Member of the New Jersey General Assembly
- In office January 11, 1972 – January 8, 1974 Serving with Frank Megaro
- Preceded by: Ronald Owens George C. Richardson
- Succeeded by: District eliminated
- Constituency: District 11-B
- In office January 8, 1980 – January 12, 1982 Serving with Michael F. Adubato
- Preceded by: John F. Cali
- Succeeded by: John V. Kelly Buddy Fortunato
- Constituency: 30th district

Personal details
- Born: April 10, 1931 Newark, New Jersey, U.S.
- Died: December 27, 1999 (aged 68) Livingston, New Jersey, U.S.
- Party: Independent (1970–79) Republican (after 1979)
- Children: 7

Military service
- Allegiance: United States
- Branch/service: United States Marine Corps
- Battles/wars: Korean War

= Anthony Imperiale =

American politician (1931–1999)

Anthony Michael Imperiale Sr. (July 10, 1931 – December 27, 1999) was an American paramedic, activist, vigilante and militant leader, and populist politician from Newark, New Jersey who represented the city's North Ward on the Municipal Council of Newark from 1968 to 1974 and represented the city in the New Jersey Legislature between 1972 and 1982. He was a controversial and polarizing figure who became a symbol of white ethnic backlash to the civil rights movement and civil disorder of the 1960s. He unsuccessfully sought to become mayor of Newark in 1970 and 1974 and governor of New Jersey in 1977 and 1981.
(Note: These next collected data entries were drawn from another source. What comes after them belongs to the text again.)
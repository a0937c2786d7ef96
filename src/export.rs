//! Export the stored processing result as a downloadable JSON artifact.

use crate::error::IntakeError;
use crate::result::ProcessingResult;
use chrono::NaiveDate;
use std::path::{Path, PathBuf};

/// The MIME type of every export artifact.
pub const EXPORT_CONTENT_TYPE: &str = "application/json";

/// A re-exportable snapshot of the last successful [`ProcessingResult`].
#[derive(Debug, Clone, PartialEq, Eq)]
pub struct ExportArtifact {
    /// `smartdoc-results-{YYYY-MM-DD}.json`, dated at export time.
    pub file_name: String,
    /// Always [`EXPORT_CONTENT_TYPE`].
    pub content_type: &'static str,
    /// UTF-8 JSON, 2-space indentation.
    pub body: Vec<u8>,
}

impl ExportArtifact {
    /// The body as a string slice. Export bodies are always valid UTF-8.
    pub fn body_str(&self) -> &str {
        std::str::from_utf8(&self.body).unwrap_or_default()
    }

    /// Write the artifact into `dir` under its own [`file_name`].
    ///
    /// Returns the full path written.
    ///
    /// [`file_name`]: Self::file_name
    pub fn write_to_dir(&self, dir: impl AsRef<Path>) -> Result<PathBuf, IntakeError> {
        let path = dir.as_ref().join(&self.file_name);
        std::fs::write(&path, &self.body)
            .map_err(|e| IntakeError::Internal(format!("failed to write {}: {e}", path.display())))?;
        Ok(path)
    }
}

/// Serialise the stored result using the current UTC date for the name.
///
/// UTC, not local time: the filename matches what an ISO-8601 timestamp
/// truncated to its date part would carry.
///
/// Fails with [`IntakeError::NothingToExport`] when no result is stored;
/// the failure is user-visible but mutates nothing.
pub fn export(result: Option<&ProcessingResult>) -> Result<ExportArtifact, IntakeError> {
    export_dated(result, chrono::Utc::now().date_naive())
}

/// Same as [`export`] with an injectable date.
pub fn export_dated(
    result: Option<&ProcessingResult>,
    date: NaiveDate,
) -> Result<ExportArtifact, IntakeError> {
    let result = result.ok_or(IntakeError::NothingToExport)?;
    Ok(ExportArtifact {
        file_name: format!("smartdoc-results-{}.json", date.format("%Y-%m-%d")),
        content_type: EXPORT_CONTENT_TYPE,
        body: result.to_pretty_json().into_bytes(),
    })
}

#[cfg(test)]
mod tests {
    use super::*;

    fn date(y: i32, m: u32, d: u32) -> NaiveDate {
        NaiveDate::from_ymd_opt(y, m, d).unwrap()
    }

    #[test]
    fn export_without_result_fails() {
        match export(None) {
            Err(IntakeError::NothingToExport) => {}
            other => panic!("expected NothingToExport, got {other:?}"),
        }
    }

    #[test]
    fn export_names_artifact_with_iso_date() {
        let r = ProcessingResult::from_json(r#"{"summary":"ok"}"#).unwrap();
        let artifact = export_dated(Some(&r), date(2024, 1, 15)).expect("export");

        assert_eq!(artifact.file_name, "smartdoc-results-2024-01-15.json");
        assert_eq!(artifact.content_type, "application/json");
        assert_eq!(artifact.body_str(), "{\n  \"summary\": \"ok\"\n}");
    }

    #[test]
    fn export_is_dated_in_utc() {
        let r = ProcessingResult::from_json(r#"{"summary":"ok"}"#).unwrap();
        let artifact = export(Some(&r)).expect("export");
        let expected = format!(
            "smartdoc-results-{}.json",
            chrono::Utc::now().date_naive().format("%Y-%m-%d")
        );
        assert_eq!(artifact.file_name, expected);
    }

    #[test]
    fn export_body_reproduces_unknown_keys() {
        let r = ProcessingResult::from_json(r#"{"summary":"ok","file_id":"x","custom":1}"#)
            .unwrap();
        let artifact = export_dated(Some(&r), date(2026, 8, 29)).expect("export");
        let back: serde_json::Value = serde_json::from_slice(&artifact.body).unwrap();
        assert_eq!(back["custom"], 1);
        assert_eq!(back["file_id"], "x");
    }

    #[test]
    fn write_to_dir_uses_artifact_name() {
        let r = ProcessingResult::from_json(r#"{"summary":"ok"}"#).unwrap();
        let artifact = export_dated(Some(&r), date(2024, 1, 15)).expect("export");

        let dir = tempfile::tempdir().expect("tempdir");
        let path = artifact.write_to_dir(dir.path()).expect("write");
        assert_eq!(
            path.file_name().unwrap().to_str().unwrap(),
            "smartdoc-results-2024-01-15.json"
        );
        assert_eq!(
            std::fs::read_to_string(path).unwrap(),
            "{\n  \"summary\": \"ok\"\n}"
        );
    }
}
During the 1967 Newark riots, Imperiale led armed citizen groups in the city's North Ward; he was accused of vigilantism by critics, including Governor Richard J. Hughes. In 1968, he was elected to the Municipal Council of Newark. He ran unsuccessfully for mayor in 1970 and 1974, when he was the runner-up to incumbent Kenneth A. Gibson. While on the council, he opposed Gibson and was highly critical of the black nationalist movement in the city led by Amiri Baraka, successfully blocking Kawaida Towers, a controversial high-rise project sponsored by Baraka.
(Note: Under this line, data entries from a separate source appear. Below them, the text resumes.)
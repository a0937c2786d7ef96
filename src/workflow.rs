//! The intake workflow: selection, submission, and result retention.
//!
//! [`IntakeSession`] is a small state machine mirroring how an operator uses
//! the intake UI: pick a file, send it, read the result, maybe export it.
//! Each session holds at most one candidate file and at most one result; a
//! fresh successful submission replaces the previous result, a failed one
//! leaves it untouched so whatever the operator last saw stays available.
//!
//! State transitions are strict. `submit` refuses to run while a submission
//! is already in flight, and every transition is reported through the
//! configured [`IntakeProgressCallback`](crate::status::IntakeProgressCallback)
//! before work continues.

use crate::config::IntakeConfig;
use crate::error::IntakeError;
use crate::export::{self, ExportArtifact};
use crate::render::{self, ResultView};
use crate::result::ProcessingResult;
use crate::upload;
use crate::validate::{self, CandidateFile};
use std::fmt;
use tracing::{debug, info, warn};

// ── Workflow state ──────────────────────────────────────────────────────────

/// Where an [`IntakeSession`] currently is in its lifecycle.
#[derive(Debug, Clone, Copy, PartialEq, Eq)]
pub enum WorkflowState {
    /// No file selected. The starting state, and the state after
    /// `clear_selection` or a failed validation.
    Idle,
    /// A validated candidate is held and ready to submit.
    FileSelected,
    /// The multipart request is being transferred.
    Uploading,
    /// The service accepted the upload and is working; we are waiting on
    /// (or parsing) the response body.
    Processing,
    /// A submission finished and its result is stored.
    Completed,
    /// The last submission failed. The candidate file is retained so the
    /// operator can resubmit without re-selecting.
    Failed,
}

impl fmt::Display for WorkflowState {
    fn fmt(&self, f: &mut fmt::Formatter<'_>) -> fmt::Result {
        let s = match self {
            Self::Idle => "idle",
            Self::FileSelected => "file-selected",
            Self::Uploading => "uploading",
            Self::Processing => "processing",
            Self::Completed => "completed",
            Self::Failed => "failed",
        };
        f.write_str(s)
    }
}

// ── Session ─────────────────────────────────────────────────────────────────

/// A single-document intake session against one processing service.
pub struct IntakeSession {
    config: IntakeConfig,
    client: reqwest::Client,
    state: WorkflowState,
    selected: Option<(CandidateFile, Vec<u8>)>,
    last_result: Option<ProcessingResult>,
}

impl fmt::Debug for IntakeSession {
    fn fmt(&self, f: &mut fmt::Formatter<'_>) -> fmt::Result {
        f.debug_struct("IntakeSession")
            .field("config", &self.config)
            .field("state", &self.state)
            .field("selected", &self.selected.as_ref().map(|(c, _)| &c.name))
            .field("has_result", &self.last_result.is_some())
            .finish()
    }
}

impl IntakeSession {
    /// Create a session from a config. Fails only if the HTTP client cannot
    /// be constructed.
    pub fn new(config: IntakeConfig) -> Result<Self, IntakeError> {
        let client = upload::build_client(&config)?;
        Ok(Self {
            config,
            client,
            state: WorkflowState::Idle,
            selected: None,
            last_result: None,
        })
    }

    /// Current workflow state.
    pub fn state(&self) -> WorkflowState {
        self.state
    }

    /// The currently held candidate, if any.
    pub fn selected_file(&self) -> Option<&CandidateFile> {
        self.selected.as_ref().map(|(c, _)| c)
    }

    /// The most recent successful result, if any.
    pub fn last_result(&self) -> Option<&ProcessingResult> {
        self.last_result.as_ref()
    }

    /// Render the last result into display-ready panels.
    pub fn view(&self) -> Option<ResultView> {
        self.last_result.as_ref().map(render::render)
    }

    /// Export the last result as a dated JSON artifact.
    pub fn export(&self) -> Result<ExportArtifact, IntakeError> {
        export::export(self.last_result.as_ref())
    }

    /// Validate and hold a candidate file for submission.
    ///
    /// On success the session moves to [`WorkflowState::FileSelected`] and
    /// the callback is told the name and human-readable size. On validation
    /// failure any previously held candidate is dropped and the session
    /// returns to [`WorkflowState::Idle`]; a stale selection must never
    /// outlive a rejected replacement.
    pub fn select(
        &mut self,
        name: impl Into<String>,
        mime_type: impl Into<String>,
        bytes: Vec<u8>,
    ) -> Result<(), IntakeError> {
        let candidate = CandidateFile::new(name, bytes.len() as u64, mime_type);
        if let Err(e) = validate::validate(&candidate) {
            warn!("rejected '{}': {e}", candidate.name);
            self.selected = None;
            self.transition(WorkflowState::Idle);
            return Err(e);
        }

        info!(
            "selected '{}' ({}, {})",
            candidate.name,
            candidate.size_display(),
            candidate.mime_type
        );
        if let Some(cb) = &self.config.status_callback {
            cb.on_file_selected(&candidate.name, &candidate.size_display());
        }
        self.selected = Some((candidate, bytes));
        self.transition(WorkflowState::FileSelected);
        Ok(())
    }

    /// Drop the held candidate and return to [`WorkflowState::Idle`].
    ///
    /// The last result is kept; clearing the selection is not a reset.
    pub fn clear_selection(&mut self) {
        self.selected = None;
        self.transition(WorkflowState::Idle);
    }

    /// Submit the held candidate to the processing service.
    ///
    /// Emits `"Uploading document..."` before the request is dispatched and
    /// `"Processing document..."` only once a 2xx response has arrived,
    /// before the body is parsed; a non-2xx answer fails without ever
    /// showing the processing status. On success the result is stored and
    /// returned; the candidate stays selected so it can be resubmitted.
    ///
    /// # Errors
    /// * [`IntakeError::NoFileSelected`] — nothing is held
    /// * [`IntakeError::SubmitInFlight`] — a submission is already running
    /// * [`IntakeError::RequestFailed`] — the service answered non-2xx
    /// * [`IntakeError::TransportFailed`] — the request never completed
    /// * [`IntakeError::InvalidResponse`] — the body was not a result
    ///
    /// On any failure the session moves to [`WorkflowState::Failed`], the
    /// status line is dismissed, the candidate is retained, and the previous
    /// result is left untouched.
    pub async fn submit(&mut self) -> Result<ProcessingResult, IntakeError> {
        if matches!(
            self.state,
            WorkflowState::Uploading | WorkflowState::Processing
        ) {
            return Err(IntakeError::SubmitInFlight);
        }
        let (candidate, bytes) = match &self.selected {
            Some((c, b)) => (c.clone(), b.clone()),
            None => return Err(IntakeError::NoFileSelected),
        };

        self.emit_status("Uploading document...");
        self.transition(WorkflowState::Uploading);

        let response = match upload::send_upload(&self.client, &self.config, &candidate, bytes)
            .await
            .and_then(upload::ensure_success)
        {
            Ok(r) => r,
            Err(e) => return Err(self.fail(e)),
        };

        self.emit_status("Processing document...");
        self.transition(WorkflowState::Processing);

        let result = match upload::parse_response(response).await {
            Ok(r) => r,
            Err(e) => return Err(self.fail(e)),
        };

        debug!(
            "result for '{}': status {:?}",
            candidate.name, result.status
        );
        self.last_result = Some(result.clone());
        self.transition(WorkflowState::Completed);
        self.dismiss_status();
        if let Some(cb) = &self.config.status_callback {
            cb.on_completed(&result);
        }
        Ok(result)
    }

    /// Blocking wrapper around [`IntakeSession::submit`] for non-async callers.
    pub fn submit_sync(&mut self) -> Result<ProcessingResult, IntakeError> {
        tokio::runtime::Runtime::new()
            .map_err(|e| IntakeError::Internal(format!("failed to create tokio runtime: {e}")))?
            .block_on(self.submit())
    }

    fn fail(&mut self, e: IntakeError) -> IntakeError {
        warn!("submission failed: {e}");
        self.transition(WorkflowState::Failed);
        self.dismiss_status();
        e
    }

    fn transition(&mut self, to: WorkflowState) {
        if self.state == to {
            return;
        }
        let from = self.state;
        debug!("state {from} -> {to}");
        self.state = to;
        if let Some(cb) = &self.config.status_callback {
            cb.on_state_change(from, to);
        }
    }

    fn emit_status(&self, message: &str) {
        if let Some(cb) = &self.config.status_callback {
            cb.on_status(message);
        }
    }

    fn dismiss_status(&self) {
        if let Some(cb) = &self.config.status_callback {
            cb.on_status_dismissed();
        }
    }
}
//! Configuration for an intake session.
//!
//! All behaviour is controlled through [`IntakeConfig`], built via its
//! [`IntakeConfigBuilder`]. Keeping every knob in one struct makes it trivial
//! to share a config across sessions, log it, and diff two runs.

use crate::error::IntakeError;
use crate::status::StatusCallback;
use std::fmt;

/// Configuration for a document-intake session.
///
/// Built via [`IntakeConfig::builder()`] or [`IntakeConfig::default()`].
///
/// # Example
/// ```rust
/// use smartdoc_intake::IntakeConfig;
///
/// let config = IntakeConfig::builder()
///     .base_url("http://docs.internal:5001")
///     .upload_timeout_secs(60)
///     .build()
///     .unwrap();
/// ```
#[derive(Clone)]
pub struct IntakeConfig {
    /// Base URL of the processing service. The upload endpoint is
    /// `{base_url}/upload`. Default: `http://127.0.0.1:5001`.
    pub base_url: String,

    /// End-to-end timeout for the upload round trip, in seconds. Default: 120.
    ///
    /// Covers connect, request body transfer, server-side processing, and the
    /// response. Server-side OCR on a dense 16 MB scan can take tens of
    /// seconds, so this is deliberately generous.
    pub upload_timeout_secs: u64,

    /// Ask the service to echo the full cleaned OCR text back in the result
    /// (`?include_text=true`). Default: false.
    ///
    /// Useful for debugging extraction quality; inflates the response by the
    /// size of the document text.
    pub include_text: bool,

    /// Observer for state transitions and status messages. If None, events
    /// are simply not delivered.
    pub status_callback: Option<StatusCallback>,
}

impl Default for IntakeConfig {
    fn default() -> Self {
        Self {
            base_url: "http://127.0.0.1:5001".to_string(),
            upload_timeout_secs: 120,
            include_text: false,
            status_callback: None,
        }
    }
}

impl fmt::Debug for IntakeConfig {
    fn fmt(&self, f: &mut fmt::Formatter<'_>) -> fmt::Result {
        f.debug_struct("IntakeConfig")
            .field("base_url", &self.base_url)
            .field("upload_timeout_secs", &self.upload_timeout_secs)
            .field("include_text", &self.include_text)
            .field(
                "status_callback",
                &self
                    .status_callback
                    .as_ref()
                    .map(|_| "<dyn IntakeProgressCallback>"),
            )
            .finish()
    }
}

impl IntakeConfig {
    /// Create a new builder for `IntakeConfig`.
    pub fn builder() -> IntakeConfigBuilder {
        IntakeConfigBuilder {
            config: Self::default(),
        }
    }

    /// The fully-formed upload endpoint URL.
    pub fn upload_url(&self) -> String {
        format!("{}/upload", self.base_url)
    }
}

/// Builder for [`IntakeConfig`].
pub struct IntakeConfigBuilder {
    config: IntakeConfig,
}

impl IntakeConfigBuilder {
    /// Trailing slashes are trimmed so `upload_url()` never doubles them.
    pub fn base_url(mut self, url: impl Into<String>) -> Self {
        self.config.base_url = url.into().trim_end_matches('/').to_string();
        self
    }

    pub fn upload_timeout_secs(mut self, secs: u64) -> Self {
        self.config.upload_timeout_secs = secs.max(1);
        self
    }

    pub fn include_text(mut self, v: bool) -> Self {
        self.config.include_text = v;
        self
    }

    pub fn status_callback(mut self, cb: StatusCallback) -> Self {
        self.config.status_callback = Some(cb);
        self
    }

    /// Build the configuration, validating constraints.
    pub fn build(self) -> Result<IntakeConfig, IntakeError> {
        let c = &self.config;
        if !c.base_url.starts_with("http://") && !c.base_url.starts_with("https://") {
            return Err(IntakeError::InvalidConfig(format!(
                "base_url must be an http(s) URL, got '{}'",
                c.base_url
            )));
        }
        Ok(self.config)
    }
}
Running as an independent, Imperiale was elected to represent the 30th district in the New Jersey General Assembly in 1971 and New Jersey Senate in 1973. In 1977, he ran against incumbent governor Brendan Byrne but withdrew from the race. He was elected to a second term in the General Assembly in 1979 and joined the Republican Party. After running unsuccessfully for the Republican nomination for governor in 1981, he never held office again, though he made several unsuccessful bids for federal, state, and local offices.

==Early life==
Anthony Michael Imperiale Sr. was born on July 10, 1931, in Newark, New Jersey, where he attended, but never graduated from, Barringer High School. He later served in the United States Marine Corps during the Korean War. In the 1960s, his first foray into local politics was when he opposed forced race-integration busing in Newark.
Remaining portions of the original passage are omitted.